Project management takes time. It cannot be treated as something that requires no time to be allocated to it, or that can be done by squeezing it around other activities without freeing up the necessary time; if such an approach is taken then your projects are much more likely to fail. This is a point to be understood not only by project managers but also by sponsors and others in senior management. The point is that project management, like any management activity, requires time. This is not to say that one can never manage a project at the same time as other activities; it simply means that if your diary is already full, you need to make some space in it before you take on something else. The trick is to strike a balance so that enough time is allowed to the project manager but not so much as to risk work expanding to fill excess time allotted to it. Different kinds of project need different amounts of time, and how much time is required is a matter of judgement. Small projects similar to projects that you have managed previously will take less time than large, unfamiliar projects.
Project management is a distinct management discipline. Even managers who are experienced but not in project management will have to learn new skills, that is project management skills, to be successful when running any but the smallest and simplest projects. Other general management skills are relevant to project management but are not sufficient to make success reasonably likely. Many of the skills of general management are also to be found in project management; these include leadership, teamwork, motivation, time management, HR, planning, budgeting and costing, risk management, change management and conflict resolution.

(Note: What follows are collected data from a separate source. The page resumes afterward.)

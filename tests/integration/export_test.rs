//! Workbook export tests: builds a throwaway template, runs the exporter
//! into a buffer, and reads the workbook back to verify the slot layout.

#[path = "../helpers/fakes.rs"]
mod fakes;

use std::io::Cursor;
use std::path::PathBuf;
use std::sync::Arc;

use chrono::{NaiveDate, NaiveDateTime};
use rust_decimal_macros::dec;

use fakes::{FakeOrderRepository, FakeUserRepository, FixedClock};
use mealdesk::core::AppError;
use mealdesk::modules::orders::models::OrderStatus;
use mealdesk::modules::reports::services::ExportService;
use mealdesk::modules::workspace::services::WorkspaceService;

fn date(y: i32, m: u32, d: u32) -> NaiveDate {
    NaiveDate::from_ymd_opt(y, m, d).unwrap()
}

fn at(y: i32, m: u32, d: u32, h: u32) -> NaiveDateTime {
    date(y, m, d).and_hms_opt(h, 0, 0).unwrap()
}

/// Write a minimal template workbook (a Sheet1 with nothing but labels)
/// to a temp directory and return its path.
fn write_template(dir: &tempfile::TempDir) -> PathBuf {
    let mut book = umya_spreadsheet::new_file();
    let sheet = book.get_sheet_by_name_mut("Sheet1").unwrap();
    sheet.get_cell_mut((1, 4)).set_value("营业额");
    sheet.get_cell_mut((3, 4)).set_value("订单完成率");

    let path = dir.path().join("report_template.xlsx");
    umya_spreadsheet::writer::xlsx::write(&book, &path).unwrap();
    path
}

struct Fixture {
    service: ExportService,
}

/// Today pinned to 2024-07-31; store holds one completed and one pending
/// order on 2024-07-29 plus one new user that day.
fn fixture(template_path: PathBuf) -> Fixture {
    let orders = Arc::new(FakeOrderRepository::new());
    let users = Arc::new(FakeUserRepository::new());
    let clock = Arc::new(FixedClock::at(at(2024, 7, 31, 8)));

    orders.push_order(OrderStatus::Completed, at(2024, 7, 29, 12), dec!(200.00));
    orders.push_order(OrderStatus::PendingPayment, at(2024, 7, 29, 13), dec!(35.00));
    users.push_user(at(2024, 7, 29, 9));

    let workspace = Arc::new(WorkspaceService::new(
        orders.clone(),
        users.clone(),
        clock.clone(),
    ));
    let service = ExportService::new(workspace, clock, template_path, 3);

    Fixture { service }
}

fn cell_number(sheet: &umya_spreadsheet::Worksheet, col: u32, row: u32) -> f64 {
    sheet.get_value((col, row)).parse::<f64>().unwrap()
}

#[tokio::test]
async fn export_fills_the_summary_and_daily_rows() {
    let dir = tempfile::tempdir().unwrap();
    let template = write_template(&dir);
    let fx = fixture(template);

    let mut buffer = Cursor::new(Vec::new());
    fx.service.export_business_report(3, &mut buffer).await.unwrap();

    let bytes = buffer.into_inner();
    assert!(!bytes.is_empty());

    let book = umya_spreadsheet::reader::xlsx::read_reader(Cursor::new(bytes), true).unwrap();
    let sheet = book.get_sheet_by_name("Sheet1").unwrap();

    // Window is [today - 3d, today - 1d] = 2024-07-28 .. 2024-07-30
    assert_eq!(sheet.get_value((2, 2)), "时间：2024-07-28至2024-07-30");

    // Summary block: turnover, completion rate, new users / valid count, unit price
    assert!((cell_number(sheet, 2, 4) - 200.0).abs() < 1e-9);
    assert!((cell_number(sheet, 4, 4) - 0.5).abs() < 1e-9);
    assert!((cell_number(sheet, 6, 4) - 1.0).abs() < 1e-9);
    assert!((cell_number(sheet, 2, 5) - 1.0).abs() < 1e-9);
    assert!((cell_number(sheet, 4, 5) - 200.0).abs() < 1e-9);

    // Daily table starts at row 8; 2024-07-29 lands on row 9
    assert_eq!(sheet.get_value((1, 8)), "2024-07-28");
    assert_eq!(sheet.get_value((1, 9)), "2024-07-29");
    assert_eq!(sheet.get_value((1, 10)), "2024-07-30");

    assert!((cell_number(sheet, 2, 9) - 200.0).abs() < 1e-9);
    assert!((cell_number(sheet, 3, 9) - 1.0).abs() < 1e-9);
    assert!((cell_number(sheet, 4, 9) - 0.5).abs() < 1e-9);
    assert!((cell_number(sheet, 5, 9) - 200.0).abs() < 1e-9);
    assert!((cell_number(sheet, 6, 9) - 1.0).abs() < 1e-9);

    // Empty days zero-fill
    assert!((cell_number(sheet, 2, 8)).abs() < 1e-9);
    assert!((cell_number(sheet, 4, 8)).abs() < 1e-9);
}

#[tokio::test]
async fn missing_template_surfaces_an_export_error() {
    let dir = tempfile::tempdir().unwrap();
    let fx = fixture(dir.path().join("no_such_template.xlsx"));

    let mut buffer = Cursor::new(Vec::new());
    let err = fx
        .service
        .export_business_report(3, &mut buffer)
        .await
        .unwrap_err();

    assert!(matches!(err, AppError::Export(_)));
    // No partial output reaches the sink
    assert!(buffer.into_inner().is_empty());
}

#[tokio::test]
async fn non_positive_window_is_rejected() {
    let dir = tempfile::tempdir().unwrap();
    let template = write_template(&dir);
    let fx = fixture(template);

    let mut buffer = Cursor::new(Vec::new());
    let err = fx
        .service
        .export_business_report(0, &mut buffer)
        .await
        .unwrap_err();

    assert!(matches!(err, AppError::Validation(_)));
}
use crate::core::{AppError, Result};
use serde::Deserialize;
use std::env;

pub mod database;
pub mod server;

pub use database::DatabaseConfig;
pub use server::ServerConfig;

/// Main application configuration
#[derive(Debug, Clone, Deserialize)]
pub struct Config {
    pub app: AppConfig,
    pub database: DatabaseConfig,
    pub server: ServerConfig,
    pub export: ExportConfig,
}

#[derive(Debug, Clone, Deserialize)]
pub struct AppConfig {
    pub env: String,
    pub log_level: String,
}

/// Settings for the business-report workbook export
#[derive(Debug, Clone, Deserialize)]
pub struct ExportConfig {
    /// Path to the XLSX template the exporter fills in
    pub template_path: String,
    /// Length of the export window in days, ending yesterday
    pub window_days: i64,
}

impl Config {
    /// Load configuration from environment variables
    pub fn from_env() -> Result<Self> {
        // Load .env file if present
        dotenvy::dotenv().ok();

        let config = Config {
            app: AppConfig {
                env: env::var("APP_ENV").unwrap_or_else(|_| "development".to_string()),
                log_level: env::var("LOG_LEVEL").unwrap_or_else(|_| "info".to_string()),
            },
            database: DatabaseConfig::from_env()?,
            server: ServerConfig::from_env()?,
            export: ExportConfig {
                template_path: env::var("EXPORT_TEMPLATE_PATH")
                    .unwrap_or_else(|_| "template/运营数据报表模板.xlsx".to_string()),
                window_days: env::var("EXPORT_WINDOW_DAYS")
                    .unwrap_or_else(|_| "30".to_string())
                    .parse()
                    .map_err(|_| {
                        AppError::Configuration("Invalid EXPORT_WINDOW_DAYS".to_string())
                    })?,
            },
        };

        Ok(config)
    }

    /// Validate configuration
    pub fn validate(&self) -> Result<()> {
        if self.export.window_days <= 0 {
            return Err(AppError::Configuration(
                "Export window must be at least one day".to_string(),
            ));
        }

        if self.export.template_path.is_empty() {
            return Err(AppError::Configuration(
                "Export template path must not be empty".to_string(),
            ));
        }

        Ok(())
    }
}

So what is distinctive about project management? In a word, risk. The nature of risk in projects is such that a distinct approach to those general management techniques that are found within project management is required. But let us expand for a few lines on this short answer, the single word 'risk', for there is a debate about whether project management is a subject at all and an argument that it is not distinct from general management. We believe that argument is mistaken for two reasons. First, empirical evidence from practitioners is that there are increasingly large numbers of people who have to manage or be accountable for projects as part of their work and who want to acquire and improve their project management skills as a distinct skill set. Those managers by their actions are saying that there is something distinct about project management, and what is driving them to acquire increased skills in project management is the risk that they have found previously in projects. Secondly, from a theoretical point of view, projects are about doing things that have not been done before, using new teams, under tight time constraints, and often working across existing organizational boundaries. This is likely to mean that while general management skills are applicable, they need to be applied in special ways. This is not so odd: the laws of physics apply equally on land and at sea, but the skills we use for piloting a car are similar to but in practice significantly different from those we use for piloting a boat. Both embody the same principles, but each is adapted to a different environment.
This book is a practical guide to project management, so we will not spend more time on this question, but it is useful for project managers and others responsible for projects to know that it is a distinct management competence, and that competence in other management skills does not automatically translate into competence in project management.